I have used all the default Segment Profiles as you can see in the above.

2. Configure T0 Gateway (T0 Router)

Networking – Connectivity – Tier-0 Gateways

  1. T0-GW – Name of the T0-Gateway
  2. Edge-Cluster – Name of my Edge Cluster deployed earlier
  3. HA Mode for T0-Gateway (I’m using Standby Mode since it’s a Lab environment. according to your NSX-T Design you can choose the T0-Gateway HA Mode)

I disabled the BGP option since I’m using a static route in my lab. Now We need to configure External Service Interface (One or two per NSX-T Edge Node, Since We, choose to use T0-Gateway as Active-Standby Mode, I will only create one External Service Interface), I have discussed this in previous posts. Depending on your NSX-T, T0-Gateway design you can decide the configuration.

Edit your T0-Gateway and go to the Interfaces and click on “Set” External and Service Interfaces

  1. Name of the Interface – “From-NSXT-EDGE1”
  2. Interface Type – “External”
  3. IP Address for the Interface has to be from the vLAN 107 Network – “10.20.107.21/24”
  4. Connected Segment – “Edge-vLAN-107”
  5. NSX-T Edge Node – “NSXT-EDGE1”
  6. MTU – “1600”

The final configuration on T0-Gateway is to set up a Static Route to reach outside

Edit your T0-Gateway and go to the Routing and click on “Set” Static Routes

Then click on “Add Static Route”

The next hop is the vLAN 107’s interface IP address configured on ToR Switch. This vLAN is part of the External Interface configuration.

3. Configure T1 Gateways (T1 Routers)

Networking – Connectivity – Tier-1 Gateways

  1. Name of the Tier-1 Gateway
  2. Attached, T0-Gateway
  3. Attached, is Edge Cluster
  4. Route Advertisement (What are networks should advertise to T0-Gateway)

Now, need to configure static routes on the ToR switch and pfsense firewall to reach 172.16.0.0/16 and 172.17.0.0/16 NSX-T Overlay segments which will create next.

On ToR Switch

Note: Since I only have a single ToR switch I don’t configure two external interfaces for redundancy. Therefore It’s a single external interface attached to the “NSXT-EDGE1” edge node. But in real-life scenarios, It would be two or more external interfaces according to your high availability design.

On pfsense Firewall
4. NSX-T Overlay Segments

Networking – Connectivity – Segments

Following segments, we will be created in NSX-T,

  • Production Network NSX-T Segments – CIDR – 172.16.0.0/16 , Prod-Web (172.16.0.0/24) / GW – 172.16.0.1, Prod-Infra (172.16.1.0/24) / GW – 172.16.1.1
  • UAT Network NSX-T Segments – CIDR – 172.17.0.0/16 , UAT-Web (172.17.0.0/24) / GW – 172.17.0.1, Prod-Infra (172.17.1.0/24) / GW – 172.17.1.1

  1. Overlay segment name – “Prod-Web”
  2. Attached T1-Gateway – “T1-GW-Prod”
  3. Transport Zone – “Overlay-Transport-Zone”
  4. Subnet – “172.16.0.1/24” (Subnet with the default gateway as 172.16.0.1)

Rest of the settings I choose to use the default configurations.

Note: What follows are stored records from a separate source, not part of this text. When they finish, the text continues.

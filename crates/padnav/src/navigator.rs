#![forbid(unsafe_code)]

//! Navigation orchestrator: one entry point per directional input.
//!
//! # Gesture pipeline
//!
//! ```text
//! move_focus(dir)
//!   │
//!   ├─ candidates ── empty ─────────────▶ Unchanged(NoTargets)
//!   ├─ current invalid ─────────────────▶ first candidate
//!   ├─ classify context
//!   │    ├─ list-panel ─ horizontal ─▶ cross-region ─▶ generic
//!   │    │             └ vertical ───▶ panel navigator
//!   │    ├─ grid ─ implicit row edge ─▶ cross-region
//!   │    │       └──────────────────▶ grid navigator
//!   │    └─ main / overlay ─────────▶ generic
//!   └─ set_focus + scroll_into_view, record history
//! ```
//!
//! Region navigators are authoritative: when one reports an edge, focus
//! stays put instead of falling through to the generic scorer. The generic
//! scorer runs only where no region navigator applies.
//!
//! Every gesture runs inside a [`GestureScope`], so the geometry cache is
//! empty again when `move_focus` returns, and is timed against the frame
//! budget.

use std::fmt;

use padnav_core::{Direction, FocusTarget, MutationRecord, NodeId, Point, RegionTags, VisualTree};
use web_time::Instant;

use crate::candidates::{all_focusable, is_focusable_in_scope, is_valid_target};
use crate::config::NavConfig;
use crate::context::{NavContext, classify};
use crate::grid::{self, GridMove};
use crate::list_panel::{self, PanelMove};
use crate::perf::{Debouncer, GeometryCache, GestureScope, PerfStats, prefilter};
use crate::recovery::{self, MutationWatch, NearestFn, RecoveryOutcome, detect_trigger};
use crate::restore::{self, RestorePolicy, Restored};
use crate::scorer::{ScoreParams, best_candidate};
use crate::state::{FocusHistory, FocusState};

/// Why a directional move left focus where it was.
#[derive(Debug, Clone, Copy, PartialEq, Eq)]
pub enum UnchangedReason {
    /// Nothing qualified in the requested direction.
    NoCandidate,
    /// Focus is on a free-text field that owns the key.
    Swallowed,
    /// At a grid or list-panel boundary that does not wrap.
    Edge,
    /// No focusable target exists at all.
    NoTargets,
}

impl UnchangedReason {
    pub const fn as_str(self) -> &'static str {
        match self {
            UnchangedReason::NoCandidate => "no-candidate",
            UnchangedReason::Swallowed => "swallowed",
            UnchangedReason::Edge => "edge",
            UnchangedReason::NoTargets => "no-targets",
        }
    }
}

impl fmt::Display for UnchangedReason {
    fn fmt(&self, f: &mut fmt::Formatter<'_>) -> fmt::Result {
        f.write_str(self.as_str())
    }
}

/// Result of one directional move.
#[derive(Debug, Clone, Copy, PartialEq, Eq)]
pub enum MoveOutcome {
    /// Focus moved. `from` is `None` when there was no valid focus before.
    Moved { from: Option<NodeId>, to: NodeId },
    Unchanged(UnchangedReason),
}

impl MoveOutcome {
    /// The newly focused target, if focus moved.
    #[must_use]
    pub fn target(&self) -> Option<NodeId> {
        match self {
            MoveOutcome::Moved { to, .. } => Some(*to),
            MoveOutcome::Unchanged(_) => None,
        }
    }

    #[must_use]
    pub fn is_moved(&self) -> bool {
        matches!(self, MoveOutcome::Moved { .. })
    }
}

Also, I will finish the rest of the segments configurations since they will be the same as the first one. The only difference is for the UAT segments you need to select the T1-Gateway as T1-GW-UAT.

As you can see in the vCenter under Networks NSX-T segments have been created.

We have successfully configured the NSX-T configuration for us to test the East-West and North-South connectivity with a few VMs deployed. I have tested the connectivity from my ToR Switch to NSX-T segments and vice versa.

* Screenshots captured from VMware vCenter Console and NSX-T Manager Console on Jan 09, 2022.